* _BRIEF_: As the lines appear below, please set them down exactly, starting at the first and finishing with the one containing "use thiserror::Error;".

= = = = =

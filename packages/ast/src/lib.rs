pub mod ast;
pub mod builders;
pub mod fields;
pub mod matcher;
pub mod parents;
pub mod visit;

pub use ast::*;
pub use fields::{fields, find_by_id, format_path, resolve, structural_eq, walk, FieldValue, PathStep};
pub use matcher::{find_all, find_first, is_match, node_to_value};
pub use parents::assign_parents;
pub use visit::VisitorMut;
use thiserror::Error;

pub type ParseResult<T> = Result<T, ParseError>;

#[derive(Error, Debug, Clone, PartialEq, Eq)]
pub enum ParseError {
    #[error("unexpected end of input at byte {pos}")]
    UnexpectedEof { pos: usize },

    #[error("unexpected character at byte {pos}: expected {expected}, found {found:?}")]
    UnexpectedChar {
        pos: usize,
        expected: String,
        found: char,
    },

    #[error("mismatched closing tag at byte {pos}: expected </{expected}>, found </{found}>")]
    MismatchedClosingTag {
        pos: usize,
        expected: String,
        found: String,
    },

    #[error("closing tag </{name}> at byte {pos} has no matching open tag")]
    StrayClosingTag { pos: usize, name: String },

    #[error("unterminated comment starting at byte {pos}")]
    UnterminatedComment { pos: usize },

    #[error("unterminated expression starting at byte {pos}")]
    UnterminatedExpression { pos: usize },

    #[error("unterminated attribute value starting at byte {pos}")]
    UnterminatedAttributeValue { pos: usize },
}

impl ParseError {
    pub fn unexpected_eof(pos: usize) -> Self {
        Self::UnexpectedEof { pos }
    }

    pub fn unexpected_char(pos: usize, expected: impl Into<String>, found: char) -> Self {
        Self::UnexpectedChar {
            pos,
            expected: expected.into(),
            found,
        }
    }

    /// Byte offset the error points at.
    pub fn pos(&self) -> usize {
        match self {
            Self::UnexpectedEof { pos }
            | Self::UnexpectedChar { pos, .. }
            | Self::MismatchedClosingTag { pos, .. }
            | Self::StrayClosingTag { pos, .. }
            | Self::UnterminatedComment { pos }
            | Self::UnterminatedExpression { pos }
            | Self::UnterminatedAttributeValue { pos } => *pos,
        }
    }
}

= = = = =

* _RESULT BELOW_:
filename packages/ast/src/lib.rs
pub mod ast;
pub mod builders;
pub mod fields;
pub mod matcher;
pub mod parents;
pub mod visit;

pub use ast::*;
pub use fields::{fields, find_by_id, format_path, resolve, structural_eq, walk, FieldValue, PathStep};
pub use matcher::{find_all, find_first, is_match, node_to_value};
pub use parents::assign_parents;
pub use visit::VisitorMut;
use thiserror::Error;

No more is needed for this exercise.